WUVT has hosted a variety of eclectic programs over the past several decades. In 1976, the radio serial Hokieman was created.
Hokieman was a radio program based on the cartoon character created by Tom Brodeur.
It was originally broadcast on WUVT-AM and FM during the Spring of 1976 and was sponsored on WUVT-AM by the Blacksburg Marriott featuring the Jacob's Lantern Inn restaurant. The series was repeated in the Fall of 1976 with a different sponsor.
A lot of wonderful people worked on Hokieman including: Jeannette Caporale (who, I believe, got the ball rolling), Greg Bale (who was Hokieman and also my writing partner), Thomas H. Twine (who did magic with splicing tape), J.J. King, Sue Eister, Mo Donaldson, Craig Francks, and our inimitable narrator Amy Pratt.

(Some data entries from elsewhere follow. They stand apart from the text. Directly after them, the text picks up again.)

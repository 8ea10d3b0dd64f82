//! Shared test utilities for the slideset test suite.
//!
//! Provides fixture setup, a fixed index source, and bulk extractors for
//! asserting on whole decks at once.
//!
//! # Usage
//!
//! ```rust
//! use crate::test_helpers::*;
//!
//! let tmp = setup_fixtures();
//! let store = DiskStore::new(tmp.path());
//! let config = DeckConfig::default();
//! let mutator = Mutator::new(&store, &config);
//!
//! let contents = deck_contents(&mutator, &fixture_slide_paths());
//! assert!(contents[0].starts_with("# Welcome"));
//! ```

use std::path::Path;
use tempfile::TempDir;

use crate::index::{IndexError, IndexSource};
use crate::mutate::Mutator;
use crate::store::SlideStore;

// =========================================================================
// Fixture setup
// =========================================================================

/// Copy `fixtures/deck/` to a temp directory and return it.
///
/// Tests get an isolated copy they can mutate without affecting other tests
/// or the source fixtures.
pub fn setup_fixtures() -> TempDir {
    let tmp = TempDir::new().unwrap();
    let fixtures = Path::new(env!("CARGO_MANIFEST_DIR")).join("fixtures/deck");
    copy_dir_recursive(&fixtures, tmp.path()).unwrap();
    tmp
}

fn copy_dir_recursive(src: &Path, dst: &Path) -> std::io::Result<()> {
    for entry in std::fs::read_dir(src)? {
        let entry = entry?;
        let src_path = entry.path();
        let dst_path = dst.join(entry.file_name());

        if src_path.is_dir() {
            std::fs::create_dir_all(&dst_path)?;
            copy_dir_recursive(&src_path, &dst_path)?;
        } else {
            std::fs::copy(&src_path, &dst_path)?;
        }
    }
    Ok(())
}

/// Import paths of the fixture deck, in deck order.
pub fn fixture_slide_paths() -> Vec<String> {
    (1..=3).map(|n| format!("./stories/slides/{n}.mdx")).collect()
}

/// Contents of the fixture `index.json`.
pub fn fixture_index_json() -> String {
    let path = Path::new(env!("CARGO_MANIFEST_DIR")).join("fixtures/deck/storybook-static/index.json");
    std::fs::read_to_string(path).unwrap()
}

// =========================================================================
// Index sources
// =========================================================================

/// Index source serving a fixed JSON document, counting fetches.
pub struct StaticSource {
    pub json: String,
    pub fetches: std::cell::Cell<usize>,
}

impl StaticSource {
    pub fn new(json: impl Into<String>) -> Self {
        Self {
            json: json.into(),
            fetches: std::cell::Cell::new(0),
        }
    }
}

impl IndexSource for StaticSource {
    fn fetch(&self) -> Result<String, IndexError> {
        self.fetches.set(self.fetches.get() + 1);
        Ok(self.json.clone())
    }
}

/// Flat index JSON with one docs entry per id, in the given order.
pub fn index_json(ids: &[&str]) -> String {
    let entries: Vec<String> = ids
        .iter()
        .enumerate()
        .map(|(i, id)| {
            format!(
                r#""{id}": {{"id": "{id}", "title": "T{i}", "name": "Docs", "importPath": "./stories/{i}.mdx", "type": "docs"}}"#
            )
        })
        .collect();
    format!(r#"{{"v": 5, "entries": {{{}}}}}"#, entries.join(", "))
}

// =========================================================================
// Bulk extractors
// =========================================================================

/// Slide content of every path, in order. Panics on the first failure.
pub fn deck_contents<S: SlideStore>(mutator: &Mutator<S>, paths: &[String]) -> Vec<String> {
    paths
        .iter()
        .map(|path| {
            mutator
                .read_content(path)
                .unwrap_or_else(|e| panic!("reading {path}: {e}"))
        })
        .collect()
}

In the Spring of 1998 I began to worry that the original master tapes would deteriorate and be lost forever. To prevent that from happening, the masters were copied to DAT. During this process, most of the splices let go. The DAT copy was then digitally transferred to a 360 Systems Shortcut editor where the segments were digitally re-spliced. The programs were then digitally transferred back to DAT where they were mastered for CD on a Roland digital audio workstation. Many thanks to Brian Glock for that!
The shows are a bit dated, the levels are inconsistent, the writing's uneven and the acting's suspect at best, but we sure had a great time making radio magic. And, you know, some of the bits still hold up. You be the judge. Enjoy!"